→ **Problem to solve**:
Copy the full listing, changing nothing.

--- Source data Enclosed Below ---

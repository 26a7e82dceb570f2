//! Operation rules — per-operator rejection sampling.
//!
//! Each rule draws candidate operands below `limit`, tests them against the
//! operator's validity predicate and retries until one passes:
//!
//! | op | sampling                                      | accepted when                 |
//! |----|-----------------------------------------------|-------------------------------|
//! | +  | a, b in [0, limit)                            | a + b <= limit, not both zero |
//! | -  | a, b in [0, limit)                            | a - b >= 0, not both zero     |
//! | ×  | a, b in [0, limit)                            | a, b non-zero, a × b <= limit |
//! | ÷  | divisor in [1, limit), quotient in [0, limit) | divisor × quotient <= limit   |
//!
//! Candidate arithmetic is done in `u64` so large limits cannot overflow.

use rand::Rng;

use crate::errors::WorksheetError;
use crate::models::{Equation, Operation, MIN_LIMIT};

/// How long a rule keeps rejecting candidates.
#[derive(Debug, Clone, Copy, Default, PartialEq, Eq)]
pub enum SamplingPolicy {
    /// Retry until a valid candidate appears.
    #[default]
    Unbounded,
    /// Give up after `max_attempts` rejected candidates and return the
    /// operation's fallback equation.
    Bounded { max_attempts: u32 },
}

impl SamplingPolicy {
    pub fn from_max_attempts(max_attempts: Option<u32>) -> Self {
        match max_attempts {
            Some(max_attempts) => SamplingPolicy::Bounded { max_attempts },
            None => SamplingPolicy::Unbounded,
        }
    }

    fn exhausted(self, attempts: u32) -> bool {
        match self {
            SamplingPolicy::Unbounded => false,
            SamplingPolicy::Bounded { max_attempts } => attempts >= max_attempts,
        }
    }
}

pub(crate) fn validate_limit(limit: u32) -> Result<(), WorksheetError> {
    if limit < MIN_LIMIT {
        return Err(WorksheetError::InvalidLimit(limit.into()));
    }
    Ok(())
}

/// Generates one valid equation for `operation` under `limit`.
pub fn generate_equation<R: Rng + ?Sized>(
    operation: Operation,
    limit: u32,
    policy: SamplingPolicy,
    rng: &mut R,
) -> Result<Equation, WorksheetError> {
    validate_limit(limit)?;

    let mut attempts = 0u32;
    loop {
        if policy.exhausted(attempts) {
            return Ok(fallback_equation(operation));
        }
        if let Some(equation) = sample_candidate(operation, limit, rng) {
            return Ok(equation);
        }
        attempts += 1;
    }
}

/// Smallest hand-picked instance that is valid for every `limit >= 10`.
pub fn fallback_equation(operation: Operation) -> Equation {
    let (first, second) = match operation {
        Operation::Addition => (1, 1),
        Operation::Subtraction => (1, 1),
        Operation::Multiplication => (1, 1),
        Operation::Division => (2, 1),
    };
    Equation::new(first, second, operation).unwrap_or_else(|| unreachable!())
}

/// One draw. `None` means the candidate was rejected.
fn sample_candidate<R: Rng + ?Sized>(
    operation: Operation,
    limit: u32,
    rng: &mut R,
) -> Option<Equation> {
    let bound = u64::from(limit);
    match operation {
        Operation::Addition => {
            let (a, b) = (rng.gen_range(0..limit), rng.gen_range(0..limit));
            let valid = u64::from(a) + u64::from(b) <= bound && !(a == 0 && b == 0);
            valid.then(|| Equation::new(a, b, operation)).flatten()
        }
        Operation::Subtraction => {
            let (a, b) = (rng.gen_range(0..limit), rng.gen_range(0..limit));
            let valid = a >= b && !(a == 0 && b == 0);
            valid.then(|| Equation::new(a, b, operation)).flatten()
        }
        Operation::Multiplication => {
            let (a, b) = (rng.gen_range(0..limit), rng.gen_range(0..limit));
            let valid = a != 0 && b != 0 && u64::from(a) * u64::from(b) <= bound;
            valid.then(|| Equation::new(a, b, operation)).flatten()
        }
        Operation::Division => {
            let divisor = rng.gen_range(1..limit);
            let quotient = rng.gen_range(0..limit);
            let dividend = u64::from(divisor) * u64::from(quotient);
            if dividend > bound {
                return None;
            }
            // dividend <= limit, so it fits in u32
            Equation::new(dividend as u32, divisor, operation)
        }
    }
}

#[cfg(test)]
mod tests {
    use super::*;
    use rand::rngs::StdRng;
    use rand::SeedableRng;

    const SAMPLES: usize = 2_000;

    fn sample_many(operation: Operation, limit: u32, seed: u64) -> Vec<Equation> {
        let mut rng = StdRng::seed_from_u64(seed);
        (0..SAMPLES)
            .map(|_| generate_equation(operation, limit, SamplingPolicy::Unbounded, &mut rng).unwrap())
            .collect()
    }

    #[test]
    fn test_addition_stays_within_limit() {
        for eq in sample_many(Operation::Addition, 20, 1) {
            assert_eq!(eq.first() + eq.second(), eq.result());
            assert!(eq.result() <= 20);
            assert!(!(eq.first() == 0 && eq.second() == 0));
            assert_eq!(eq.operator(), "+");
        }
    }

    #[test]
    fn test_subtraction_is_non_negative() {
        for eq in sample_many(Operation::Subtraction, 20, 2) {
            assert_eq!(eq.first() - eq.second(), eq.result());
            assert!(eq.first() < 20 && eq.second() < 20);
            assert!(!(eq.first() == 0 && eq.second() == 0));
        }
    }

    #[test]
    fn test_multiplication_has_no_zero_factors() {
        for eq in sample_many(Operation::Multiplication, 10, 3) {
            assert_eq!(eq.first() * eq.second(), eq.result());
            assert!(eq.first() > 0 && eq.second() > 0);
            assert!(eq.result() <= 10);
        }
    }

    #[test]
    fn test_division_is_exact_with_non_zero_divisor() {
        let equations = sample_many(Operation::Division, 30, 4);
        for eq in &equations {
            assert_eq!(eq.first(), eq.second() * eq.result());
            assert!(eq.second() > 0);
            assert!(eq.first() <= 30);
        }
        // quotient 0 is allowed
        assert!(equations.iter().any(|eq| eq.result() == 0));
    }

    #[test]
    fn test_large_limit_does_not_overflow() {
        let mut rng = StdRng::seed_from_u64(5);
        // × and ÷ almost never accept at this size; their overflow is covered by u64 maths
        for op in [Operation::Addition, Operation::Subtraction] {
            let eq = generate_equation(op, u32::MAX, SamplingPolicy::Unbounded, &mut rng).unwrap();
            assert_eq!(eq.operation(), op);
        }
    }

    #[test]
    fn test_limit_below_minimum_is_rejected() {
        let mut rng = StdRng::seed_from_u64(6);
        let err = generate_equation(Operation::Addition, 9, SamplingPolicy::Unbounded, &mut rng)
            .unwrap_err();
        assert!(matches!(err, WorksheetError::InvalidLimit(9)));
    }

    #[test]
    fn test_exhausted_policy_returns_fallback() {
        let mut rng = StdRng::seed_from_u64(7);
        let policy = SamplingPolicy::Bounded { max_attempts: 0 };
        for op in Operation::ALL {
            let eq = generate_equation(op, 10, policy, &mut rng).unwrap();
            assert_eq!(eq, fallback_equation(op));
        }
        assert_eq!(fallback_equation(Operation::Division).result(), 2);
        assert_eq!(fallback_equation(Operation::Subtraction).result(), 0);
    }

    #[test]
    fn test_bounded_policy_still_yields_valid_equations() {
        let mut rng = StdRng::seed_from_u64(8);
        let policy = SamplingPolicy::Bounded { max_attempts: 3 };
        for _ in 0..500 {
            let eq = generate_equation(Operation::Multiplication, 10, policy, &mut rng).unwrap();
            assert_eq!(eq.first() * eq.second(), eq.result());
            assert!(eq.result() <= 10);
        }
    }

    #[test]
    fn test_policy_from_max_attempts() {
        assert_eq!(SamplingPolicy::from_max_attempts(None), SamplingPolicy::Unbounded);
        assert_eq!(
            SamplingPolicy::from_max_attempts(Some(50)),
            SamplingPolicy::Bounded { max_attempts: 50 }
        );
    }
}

--- End of Enclosed Source data ---

→ **Response area**:
repository 26a7e82dceb570f2
//! Operation rules — per-operator rejection sampling.
//!
//! Each rule draws candidate operands below `limit`, tests them against the
//! operator's validity predicate and retries until one passes:
//!
//! | op | sampling                                      | accepted when                 |
//! |----|-----------------------------------------------|-------------------------------|
//! | +  | a, b in [0, limit)                            | a + b <= limit, not both zero |
//! | -  | a, b in [0, limit)                            | a - b >= 0, not both zero     |
//! | ×  | a, b in [0, limit)                            | a, b non-zero, a × b <= limit |
//! | ÷  | divisor in [1, limit), quotient in [0, limit) | divisor × quotient <= limit   |
//!
//! Candidate arithmetic is done in `u64` so large limits cannot overflow.

use rand::Rng;

use crate::errors::WorksheetError;
use crate::models::{Equation, Operation, MIN_LIMIT};

/// How long a rule keeps rejecting candidates.
#[derive(Debug, Clone, Copy, Default, PartialEq, Eq)]
pub enum SamplingPolicy {
    /// Retry until a valid candidate appears.
    #[default]
    Unbounded,
    /// Give up after `max_attempts` rejected candidates and return the
    /// operation's fallback equation.
    Bounded { max_attempts: u32 },
}

impl SamplingPolicy {
    pub fn from_max_attempts(max_attempts: Option<u32>) -> Self {
        match max_attempts {
            Some(max_attempts) => SamplingPolicy::Bounded { max_attempts },
            None => SamplingPolicy::Unbounded,
        }
    }

    fn exhausted(self, attempts: u32) -> bool {
        match self {
            SamplingPolicy::Unbounded => false,
            SamplingPolicy::Bounded { max_attempts } => attempts >= max_attempts,
        }
    }
}

pub(crate) fn validate_limit(limit: u32) -> Result<(), WorksheetError> {
    if limit < MIN_LIMIT {
        return Err(WorksheetError::InvalidLimit(limit.into()));
    }
    Ok(())
}

/// Generates one valid equation for `operation` under `limit`.
pub fn generate_equation<R: Rng + ?Sized>(
    operation: Operation,
    limit: u32,
    policy: SamplingPolicy,
    rng: &mut R,
) -> Result<Equation, WorksheetError> {
    validate_limit(limit)?;

    let mut attempts = 0u32;
    loop {
        if policy.exhausted(attempts) {
            return Ok(fallback_equation(operation));
        }
        if let Some(equation) = sample_candidate(operation, limit, rng) {
            return Ok(equation);
        }
        attempts += 1;
    }
}

/// Smallest hand-picked instance that is valid for every `limit >= 10`.
pub fn fallback_equation(operation: Operation) -> Equation {
    let (first, second) = match operation {
        Operation::Addition => (1, 1),
        Operation::Subtraction => (1, 1),
        Operation::Multiplication => (1, 1),
        Operation::Division => (2, 1),
    };
    Equation::new(first, second, operation).unwrap_or_else(|| unreachable!())
}

/// One draw. `None` means the candidate was rejected.
fn sample_candidate<R: Rng + ?Sized>(
    operation: Operation,
    limit: u32,
    rng: &mut R,
) -> Option<Equation> {
    let bound = u64::from(limit);
    match operation {
        Operation::Addition => {
            let (a, b) = (rng.gen_range(0..limit), rng.gen_range(0..limit));
            let valid = u64::from(a) + u64::from(b) <= bound && !(a == 0 && b == 0);
            valid.then(|| Equation::new(a, b, operation)).flatten()
        }
        Operation::Subtraction => {
            let (a, b) = (rng.gen_range(0..limit), rng.gen_range(0..limit));
            let valid = a >= b && !(a == 0 && b == 0);
            valid.then(|| Equation::new(a, b, operation)).flatten()
        }
        Operation::Multiplication => {
            let (a, b) = (rng.gen_range(0..limit), rng.gen_range(0..limit));
            let valid = a != 0 && b != 0 && u64::from(a) * u64::from(b) <= bound;
            valid.then(|| Equation::new(a, b, operation)).flatten()
        }
        Operation::Division => {
            let divisor = rng.gen_range(1..limit);
            let quotient = rng.gen_range(0..limit);
            let dividend = u64::from(divisor) * u64::from(quotient);
            if dividend > bound {
                return None;
            }
            // dividend <= limit, so it fits in u32
            Equation::new(dividend as u32, divisor, operation)
        }
    }
}

#[cfg(test)]
mod tests {
    use super::*;
    use rand::rngs::StdRng;
    use rand::SeedableRng;

    const SAMPLES: usize = 2_000;

    fn sample_many(operation: Operation, limit: u32, seed: u64) -> Vec<Equation> {
        let mut rng = StdRng::seed_from_u64(seed);
        (0..SAMPLES)
            .map(|_| generate_equation(operation, limit, SamplingPolicy::Unbounded, &mut rng).unwrap())
            .collect()
    }

    #[test]
    fn test_addition_stays_within_limit() {
        for eq in sample_many(Operation::Addition, 20, 1) {
            assert_eq!(eq.first() + eq.second(), eq.result());
            assert!(eq.result() <= 20);
            assert!(!(eq.first() == 0 && eq.second() == 0));
            assert_eq!(eq.operator(), "+");
        }
    }

    #[test]
    fn test_subtraction_is_non_negative() {
        for eq in sample_many(Operation::Subtraction, 20, 2) {
            assert_eq!(eq.first() - eq.second(), eq.result());
            assert!(eq.first() < 20 && eq.second() < 20);
            assert!(!(eq.first() == 0 && eq.second() == 0));
        }
    }

    #[test]
    fn test_multiplication_has_no_zero_factors() {
        for eq in sample_many(Operation::Multiplication, 10, 3) {
            assert_eq!(eq.first() * eq.second(), eq.result());
            assert!(eq.first() > 0 && eq.second() > 0);
            assert!(eq.result() <= 10);
        }
    }

    #[test]
    fn test_division_is_exact_with_non_zero_divisor() {
        let equations = sample_many(Operation::Division, 30, 4);
        for eq in &equations {
            assert_eq!(eq.first(), eq.second() * eq.result());
            assert!(eq.second() > 0);
            assert!(eq.first() <= 30);
        }
        // quotient 0 is allowed
        assert!(equations.iter().any(|eq| eq.result() == 0));
    }

    #[test]
    fn test_large_limit_does_not_overflow() {
        let mut rng = StdRng::seed_from_u64(5);
        // × and ÷ almost never accept at this size; their overflow is covered by u64 maths
        for op in [Operation::Addition, Operation::Subtraction] {
            let eq = generate_equation(op, u32::MAX, SamplingPolicy::Unbounded, &mut rng).unwrap();
            assert_eq!(eq.operation(), op);
        }
    }

    #[test]
    fn test_limit_below_minimum_is_rejected() {
        let mut rng = StdRng::seed_from_u64(6);
        let err = generate_equation(Operation::Addition, 9, SamplingPolicy::Unbounded, &mut rng)
            .unwrap_err();
        assert!(matches!(err, WorksheetError::InvalidLimit(9)));
    }

    #[test]
    fn test_exhausted_policy_returns_fallback() {
        let mut rng = StdRng::seed_from_u64(7);
        let policy = SamplingPolicy::Bounded { max_attempts: 0 };
        for op in Operation::ALL {
            let eq = generate_equation(op, 10, policy, &mut rng).unwrap();
            assert_eq!(eq, fallback_equation(op));
        }
        assert_eq!(fallback_equation(Operation::Division).result(), 2);
        assert_eq!(fallback_equation(Operation::Subtraction).result(), 0);
    }

    #[test]
    fn test_bounded_policy_still_yields_valid_equations() {
        let mut rng = StdRng::seed_from_u64(8);
        let policy = SamplingPolicy::Bounded { max_attempts: 3 };
        for _ in 0..500 {
            let eq = generate_equation(Operation::Multiplication, 10, policy, &mut rng).unwrap();
            assert_eq!(eq.first() * eq.second(), eq.result());
            assert!(eq.result() <= 10);
        }
    }

    #[test]
    fn test_policy_from_max_attempts() {
        assert_eq!(SamplingPolicy::from_max_attempts(None), SamplingPolicy::Unbounded);
        assert_eq!(
            SamplingPolicy::from_max_attempts(Some(50)),
            SamplingPolicy::Bounded { max_attempts: 50 }
        );
    }
}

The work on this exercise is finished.